American Horse Slaughter Prevention Act would prevent the transport of horses intended for slaughter for human consumption
June 10, 2011

WASHINGTON, D.C.--The ASPCA® (The American Society for the Prevention of Cruelty to Animals®) today applauded 16 United States Senators, led by Sen. Mary Landrieu, D-La., and Sen. Lindsey Graham, R-S.C., for introducing the American Horse Slaughter Prevention Act to prohibit the transport of horses for slaughter in the United States, as well as across the border to Canada and Mexico.

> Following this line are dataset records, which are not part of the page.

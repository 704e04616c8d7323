//! Synchronous client core for the open-platform gateway.
//!
//! # Overview
//! Builds signed `HttpRequest` values and parses `HttpResponse` values
//! (host-does-IO pattern). Calls can be sent one at a time or packed into a
//! single batch request whose response is split back into per-call results.
//!
//! # Design
//! - `TopClient` holds only immutable configuration; `Parameters` are
//!   call-local, so one client can serve many threads.
//! - Signing, framing and classification are pure functions in `sign`,
//!   `batch` and `classify`; `client` composes them.
//! - `Transport` is the only place that touches the network.

pub mod batch;
pub mod classify;
pub mod client;
pub mod config;
pub mod error;
pub mod http;
pub mod params;
pub mod sign;
pub mod transport;
pub mod types;

pub use batch::{BatchResult, BATCH_SEPARATOR};
pub use client::TopClient;
pub use config::ClientConfig;
pub use error::ApiError;
pub use http::{HttpRequest, HttpResponse};
pub use params::{ParamValue, Parameters};
pub use transport::{Transport, UreqTransport};
pub use types::{ApiCall, ErrorResponse};
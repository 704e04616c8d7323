//! Request signing and common-field injection.
//!
//! The signature is the upper-case hex MD5 of
//! `secret + key1 + value1 + ... + keyN + valueN + body + secret`, keys in
//! byte order, `body` only when non-empty. Common fields are inserted into
//! the same map first, so they are covered by the signature like any other
//! parameter.

use chrono::{DateTime, FixedOffset, Utc};
use md5::{Digest, Md5};

use crate::config::ClientConfig;
use crate::error::ApiError;
use crate::params::Parameters;

pub const SIGN_KEY: &str = "sign";
pub const METHOD_KEY: &str = "method";

/// Compute the signature and store it under `sign`.
///
/// On failure `params` is left untouched, including any earlier `sign`.
pub fn sign(params: &mut Parameters, secret: &str, body: &str) -> Result<(), ApiError> {
    let signature = signature(params, secret, body)?;
    params.insert(SIGN_KEY, signature);
    Ok(())
}

/// Signature over `params` without modifying them. An existing `sign` entry
/// is not part of the canonical form, so re-signing yields the same value.
pub fn signature(params: &Parameters, secret: &str, body: &str) -> Result<String, ApiError> {
    let pairs = params.canonical_pairs()?;

    let mut hasher = Md5::new();
    hasher.update(secret.as_bytes());
    for (key, value) in pairs.iter().filter(|(key, _)| *key != SIGN_KEY) {
        hasher.update(key.as_bytes());
        hasher.update(value.as_bytes());
    }
    if !body.is_empty() {
        hasher.update(body.as_bytes());
    }
    hasher.update(secret.as_bytes());

    Ok(hex::encode_upper(hasher.finalize()))
}

/// Insert `app_key`, `timestamp`, `format`, `v`, `sign_method` and, when one
/// is configured, `session`.
pub fn set_common_params(params: &mut Parameters, config: &ClientConfig, offset: &FixedOffset, now: DateTime<Utc>) {
    params.insert("app_key", config.app_key.as_str());
    params.insert("timestamp", now.with_timezone(offset).timestamp().to_string());
    params.insert("format", "json");
    params.insert("v", "2.0");
    params.insert("sign_method", "md5");
    if let Some(session) = config.session() {
        params.insert("session", session);
    }
}
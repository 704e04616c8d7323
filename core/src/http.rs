//! HTTP transport types for the host-does-IO pattern.
//!
//! # Design
//! These types describe HTTP requests and responses as plain data. The client
//! builds `HttpRequest` values and parses `HttpResponse` values without
//! touching the network; a `Transport` (or the caller) performs the actual
//! I/O. Signing and framing therefore stay pure and testable.

/// Content type of a single call's form body.
pub const FORM_CONTENT_TYPE: &str = "application/x-www-form-urlencoded;charset=utf-8";
/// Content type of a batch call's framed body.
pub const BATCH_CONTENT_TYPE: &str = "text/plain;charset=UTF-8";

/// An HTTP request described as plain data.
///
/// Built by `TopClient::build_*` methods. Every gateway request is a POST.
/// `url` is absolute and already carries any query string.
#[derive(Debug, Clone)]
pub struct HttpRequest {
    pub url: String,
    pub headers: Vec<(String, String)>,
    pub body: String,
}

impl HttpRequest {
    pub(crate) fn post(url: String, content_type: &str, body: String) -> Self {
        Self {
            url,
            headers: vec![("content-type".to_string(), content_type.to_string())],
            body,
        }
    }

    /// Case-insensitive header lookup.
    pub fn header(&self, name: &str) -> Option<&str> {
        self.headers
            .iter()
            .find(|(k, _)| k.eq_ignore_ascii_case(name))
            .map(|(_, v)| v.as_str())
    }
}

/// An HTTP response described as plain data.
///
/// Produced by a `Transport` after executing an `HttpRequest`, then passed
/// to `TopClient::parse_*` methods.
#[derive(Debug, Clone)]
pub struct HttpResponse {
    pub status: u16,
    pub headers: Vec<(String, String)>,
    pub body: String,
}
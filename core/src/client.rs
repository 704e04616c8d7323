//! Request builder and response parser for the gateway.
//!
//! # Design
//! `TopClient` holds only immutable configuration and carries no state
//! between calls. Each call is split into a `build_*` method that produces a
//! signed `HttpRequest` and a `parse_*` method that consumes an
//! `HttpResponse`; `call` and `call_batch` join the two through a
//! `Transport`. The `*_at` builders take the current time explicitly so
//! signatures can be reproduced in tests.

use chrono::{DateTime, FixedOffset, Utc};
use serde_json::Value;
use tracing::debug;
use url::Url;

use crate::batch::{self, BatchResult};
use crate::classify::parse_response_body;
use crate::config::ClientConfig;
use crate::error::ApiError;
use crate::http::{HttpRequest, HttpResponse, BATCH_CONTENT_TYPE, FORM_CONTENT_TYPE};
use crate::params::Parameters;
use crate::sign::{set_common_params, sign, METHOD_KEY};
use crate::transport::Transport;
use crate::types::ApiCall;

/// Client for the open-platform gateway.
#[derive(Debug, Clone)]
pub struct TopClient {
    config: ClientConfig,
    utc_offset: FixedOffset,
}

impl TopClient {
    pub fn new(config: ClientConfig) -> Result<Self, ApiError> {
        config.validate()?;
        let utc_offset = config.utc_offset()?;
        Ok(Self { config, utc_offset })
    }

    pub fn config(&self) -> &ClientConfig {
        &self.config
    }

    pub fn build_call(&self, call: ApiCall) -> Result<HttpRequest, ApiError> {
        self.build_call_at(call, Utc::now())
    }

    /// Build a signed single-call request using `now` for `timestamp`.
    pub fn build_call_at(&self, call: ApiCall, now: DateTime<Utc>) -> Result<HttpRequest, ApiError> {
        let ApiCall { method, mut params } = call;
        params.insert(METHOD_KEY, method.as_str());
        set_common_params(&mut params, &self.config, &self.utc_offset, now);
        sign(&mut params, &self.config.app_secret, "")?;
        let body = params.to_form_body()?;

        debug!(method = %method, params = params.len(), body_len = body.len(), "built call");
        Ok(HttpRequest::post(self.config.api_url.clone(), FORM_CONTENT_TYPE, body))
    }

    pub fn parse_call(&self, response: HttpResponse) -> Result<Value, ApiError> {
        check_status(&response)?;
        parse_response_body(&response.body)
    }

    pub fn build_batch(&self, calls: Vec<ApiCall>) -> Result<HttpRequest, ApiError> {
        self.build_batch_at(calls, Utc::now())
    }

    /// Build a batch request. Each call becomes one form-encoded body; the
    /// envelope's common fields and signature (over the joined body) travel
    /// in the query string.
    ///
    /// Form encoding escapes `\r` and `\n`, so no inner body can contain the
    /// separator and the gateway always sees one chunk per call.
    pub fn build_batch_at(&self, calls: Vec<ApiCall>, now: DateTime<Utc>) -> Result<HttpRequest, ApiError> {
        if calls.is_empty() {
            return Err(ApiError::EmptyBatch);
        }

        let mut bodies = Vec::with_capacity(calls.len());
        for ApiCall { method, mut params } in calls {
            params.insert(METHOD_KEY, method);
            bodies.push(params.to_form_body()?);
        }
        let framed = batch::frame(&bodies);

        let mut envelope = Parameters::new();
        set_common_params(&mut envelope, &self.config, &self.utc_offset, now);
        sign(&mut envelope, &self.config.app_secret, &framed)?;

        let mut url = Url::parse(&self.config.batch_url)
            .map_err(|e| ApiError::Config(format!("batch_url is invalid: {e}")))?;
        url.set_query(Some(&envelope.to_form_body()?));

        debug!(calls = bodies.len(), body_len = framed.len(), "built batch");
        Ok(HttpRequest::post(url.into(), BATCH_CONTENT_TYPE, framed))
    }

    /// Split a batch response into one result per submitted call.
    pub fn parse_batch(&self, response: HttpResponse, expected: usize) -> Result<Vec<BatchResult>, ApiError> {
        check_status(&response)?;
        batch::deframe(&response.body, expected)
    }

    /// Build, execute and parse a single call.
    pub fn call<T: Transport + ?Sized>(&self, transport: &T, call: ApiCall) -> Result<Value, ApiError> {
        let request = self.build_call(call)?;
        self.parse_call(transport.execute(request)?)
    }

    /// Build, execute and parse a batch. Results are in submission order.
    pub fn call_batch<T: Transport + ?Sized>(
        &self,
        transport: &T,
        calls: Vec<ApiCall>,
    ) -> Result<Vec<BatchResult>, ApiError> {
        let expected = calls.len();
        let request = self.build_batch(calls)?;
        self.parse_batch(transport.execute(request)?, expected)
    }
}

/// Anything but 200 fails the call.
fn check_status(response: &HttpResponse) -> Result<(), ApiError> {
    if response.status == 200 {
        return Ok(());
    }
    Err(ApiError::HttpError {
        status: response.status,
        body: response.body.clone(),
    })
}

Despite the fact that Americans do not consume horsemeat, approximately 100,000 horses are purchased each year in the U.S. at auctions by killer buyers on contract with foreign companies and transported long distances-often more than 24 hours at a time-in cramped conditions without food, water or rest to slaughterhouses in Canada and Mexico. Horse slaughter is inhumane and the methods used to kill horses rarely result in quick, painless deaths, as they often endure repeated stuns or blows and sometimes remain conscious during their slaughter and dismemberment. Furthermore, U.S. horses are not intended for food and are not raised under the safety regulations for food animals. The majority of horses killed for human consumption are in good condition and could go on to lead productive lives in loving homes.

"Horses purchased for slaughter suffer incredible abuse even before they arrive at the slaughterhouse," said Nancy Perry, senior vice president of ASPCA Government Relations. "Americans have a responsibility to protect these intelligent, sensitive animals from being butchered in Canada and Mexico. Horses are a historically significant part of American culture and deserve a more dignified end to their lives than to be inhumanely slaughtered and served at European cafes. We thank Sens. Landrieu and Graham for introducing this much-needed legislation."

"The last U.S. slaughterhouses were closed in 2007, and there is virtually no demand for horse meat in this country," said Senator Mary Landrieu, D-La. "However, tens of thousands of horses are inhumanely transported across our borders where they are brutally slaughtered.  As a lifelong horse lover and rider, this practice is appalling to me, and more importantly, the majority of Americans oppose it.  We raise and train horses to trust us, perform for us, and allow us on their backs, and as such, they deserve to be treated with human compassion.  When horse owners are faced with the sad reality of having to put their animals down, it should be by humane euthanasia.  I intend to work with Senator Lindsey Graham from South Carolina and my other colleagues to get this bill passed and permanently end the slaughter of our American horses."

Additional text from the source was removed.